What is being asked:
How many lines in the material below include the word "Australian"? Give only the number.

The records:
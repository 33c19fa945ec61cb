//! Checksum validation for Australian regulatory identifiers
//!
//! Algorithms covered:
//!
//! - TFN weighted modulo-11
//! - ABN modulo-89 (leading digit minus one)
//! - ACN weighted check digit
//! - Medicare modulo-10 over the first eight digits
//! - BSB structural check (state digit)
//! - Luhn (credit cards)

/// Digits of a string, separators stripped
fn digits_of(value: &str) -> Vec<u32> {
    value
        .chars()
        .filter(|c| c.is_ascii_digit())
        .filter_map(|c| c.to_digit(10))
        .collect()
}

/// Validates an Australian Tax File Number.
///
/// After stripping spaces and dashes the value must be exactly 9 digits.
/// Each digit is multiplied by the weights `[1,4,3,7,5,8,6,9,10]`; the
/// weighted sum must be divisible by 11.
///
/// # Examples
/// ```
/// use pi_sentinel::utils::checksum::validate_tfn;
///
/// assert!(validate_tfn("123456782"));   // valid checksum
/// assert!(!validate_tfn("123456789"));  // invalid checksum
/// ```
pub fn validate_tfn(tfn: &str) -> bool {
    let digits = digits_of(tfn);

    if digits.len() != 9 {
        return false;
    }

    const WEIGHTS: [u32; 9] = [1, 4, 3, 7, 5, 8, 6, 9, 10];

    let sum: u32 = digits
        .iter()
        .zip(WEIGHTS.iter())
        .map(|(&digit, &weight)| digit * weight)
        .sum();

    sum % 11 == 0
}

/// Validates an Australian Business Number.
///
/// The value must be exactly 11 digits. One is subtracted from the first
/// digit, then the weights `[10,1,3,5,7,9,11,13,15,17,19]` are applied;
/// the weighted sum must be divisible by 89.
///
/// # Examples
/// ```
/// use pi_sentinel::utils::checksum::validate_abn;
///
/// assert!(validate_abn("33051775556"));  // Telstra
/// assert!(!validate_abn("33051775557"));
/// ```
pub fn validate_abn(abn: &str) -> bool {
    let digits = digits_of(abn);

    if digits.len() != 11 {
        return false;
    }

    const WEIGHTS: [i64; 11] = [10, 1, 3, 5, 7, 9, 11, 13, 15, 17, 19];

    let sum: i64 = digits
        .iter()
        .enumerate()
        .map(|(i, &digit)| {
            let d = if i == 0 { digit as i64 - 1 } else { digit as i64 };
            d * WEIGHTS[i]
        })
        .sum();

    sum % 89 == 0
}

/// Validates an Australian Company Number.
///
/// The value must be exactly 9 digits. The weights `[8,7,6,5,4,3,2,1]`
/// are applied to the first eight digits; the complement
/// `(10 - (sum mod 10)) mod 10` must equal the ninth digit.
///
/// # Examples
/// ```
/// use pi_sentinel::utils::checksum::validate_acn;
///
/// assert!(validate_acn("000000019"));
/// assert!(!validate_acn("000000018"));
/// ```
pub fn validate_acn(acn: &str) -> bool {
    let digits = digits_of(acn);

    if digits.len() != 9 {
        return false;
    }

    const WEIGHTS: [u32; 8] = [8, 7, 6, 5, 4, 3, 2, 1];

    let sum: u32 = digits[..8]
        .iter()
        .zip(WEIGHTS.iter())
        .map(|(&digit, &weight)| digit * weight)
        .sum();

    let check = (10 - (sum % 10)) % 10;
    check == digits[8]
}

/// Validates an Australian Medicare number.
///
/// 10 or 11 digits after stripping separators; the first digit must be in
/// 2..=6. The weights `[1,3,7,9,1,3,7,9]` are applied to digits 1..8 and
/// the sum modulo 10 must equal digit 9. Digit 10 is the Individual
/// Reference Number and digit 11 (when present) the card issue number;
/// neither participates in the checksum.
///
/// # Examples
/// ```
/// use pi_sentinel::utils::checksum::validate_medicare;
///
/// assert!(validate_medicare("2123456701"));
/// assert!(!validate_medicare("9123456701")); // first digit out of range
/// ```
pub fn validate_medicare(medicare: &str) -> bool {
    let digits = digits_of(medicare);

    if digits.len() != 10 && digits.len() != 11 {
        return false;
    }

    if !(2..=6).contains(&digits[0]) {
        return false;
    }

    const WEIGHTS: [u32; 8] = [1, 3, 7, 9, 1, 3, 7, 9];

    let sum: u32 = digits[..8]
        .iter()
        .zip(WEIGHTS.iter())
        .map(|(&digit, &weight)| digit * weight)
        .sum();

    sum % 10 == digits[8]
}

/// Validates a Bank-State-Branch code.
///
/// Exactly 6 digits after stripping the optional dash; the third digit
/// (the state digit) must be in 2..=7.
///
/// # Examples
/// ```
/// use pi_sentinel::utils::checksum::validate_bsb;
///
/// assert!(validate_bsb("062-000"));  // state digit 2
/// assert!(!validate_bsb("068-000")); // state digit 8
/// ```
pub fn validate_bsb(bsb: &str) -> bool {
    let digits = digits_of(bsb);

    if digits.len() != 6 {
        return false;
    }

    (2..=7).contains(&digits[2])
}

/// Validates a credit card number with the Luhn algorithm (modulo-10).
///
/// Starting from the rightmost digit, every second digit is doubled; if
/// the result exceeds 9, 9 is subtracted. The total must be divisible
/// by 10. Card numbers are 13 to 19 digits.
///
/// # Examples
/// ```
/// use pi_sentinel::utils::checksum::validate_luhn;
///
/// assert!(validate_luhn("4532015112830366"));  // valid Visa test number
/// assert!(!validate_luhn("1234567890123456"));
/// ```
pub fn validate_luhn(number: &str) -> bool {
    let digits = digits_of(number);

    if digits.len() < 13 || digits.len() > 19 {
        return false;
    }

    let sum: u32 = digits
        .iter()
        .rev()
        .enumerate()
        .map(|(index, &digit)| {
            if index % 2 == 1 {
                let doubled = digit * 2;
                if doubled > 9 {
                    doubled - 9
                } else {
                    doubled
                }
            } else {
                digit
            }
        })
        .sum();

    sum % 10 == 0
}

#[cfg(test)]
mod tests {
    use super::*;

    #[test]
    fn test_tfn_valid() {
        assert!(validate_tfn("123456782"));
        assert!(validate_tfn("123 456 782"));
        assert!(validate_tfn("123-456-782"));
    }

    #[test]
    fn test_tfn_invalid_checksum() {
        assert!(!validate_tfn("123456789"));
        assert!(!validate_tfn("987654321"));
    }

    #[test]
    fn test_tfn_wrong_length() {
        assert!(!validate_tfn("12345678"));
        assert!(!validate_tfn("1234567890"));
        assert!(!validate_tfn(""));
    }

    #[test]
    fn test_tfn_all_zeros_passes_checksum() {
        // Algebraically valid; synthetic-filler suppression is the
        // context validator's job, not the checksum's.
        assert!(validate_tfn("000000000"));
    }

    #[test]
    fn test_abn_valid_known_entities() {
        assert!(validate_abn("33051775556")); // Telstra
        assert!(validate_abn("51824753556")); // ATO
        assert!(validate_abn("53 004 085 616")); // with separators
    }

    #[test]
    fn test_abn_invalid() {
        assert!(!validate_abn("33051775557"));
        assert!(!validate_abn("11111111111"));
        assert!(!validate_abn("3305177555")); // 10 digits
    }

    #[test]
    fn test_acn_valid() {
        assert!(validate_acn("000000019"));
        assert!(validate_acn("004085616"));
        assert!(validate_acn("010 499 966"));
    }

    #[test]
    fn test_acn_invalid() {
        assert!(!validate_acn("000000018"));
        assert!(!validate_acn("00000001")); // 8 digits
    }

    #[test]
    fn test_medicare_valid() {
        assert!(validate_medicare("2123456701"));
        assert!(validate_medicare("2123 45670 1"));
        assert!(validate_medicare("21234567011")); // with issue digit
    }

    #[test]
    fn test_medicare_first_digit_range() {
        assert!(!validate_medicare("1123456701"));
        assert!(!validate_medicare("9123456701"));
    }

    #[test]
    fn test_medicare_invalid_checksum() {
        assert!(!validate_medicare("2123456791"));
    }

    #[test]
    fn test_medicare_wrong_length() {
        assert!(!validate_medicare("212345670"));
        assert!(!validate_medicare("212345670123"));
    }

    #[test]
    fn test_bsb_state_digit() {
        assert!(validate_bsb("062-000")); // NSW
        assert!(validate_bsb("033000")); // VIC
        assert!(validate_bsb("735-000"));
        assert!(!validate_bsb("068-000")); // 8 not a state digit
        assert!(!validate_bsb("091-000"));
    }

    #[test]
    fn test_bsb_length() {
        assert!(!validate_bsb("06200"));
        assert!(!validate_bsb("0620000"));
    }

    #[test]
    fn test_luhn() {
        assert!(validate_luhn("4532015112830366"));
        assert!(validate_luhn("5425233430109903"));
        assert!(validate_luhn("378282246310005"));
        assert!(!validate_luhn("4532015112830367"));
        assert!(!validate_luhn("123456"));
    }
}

Result of this task:
5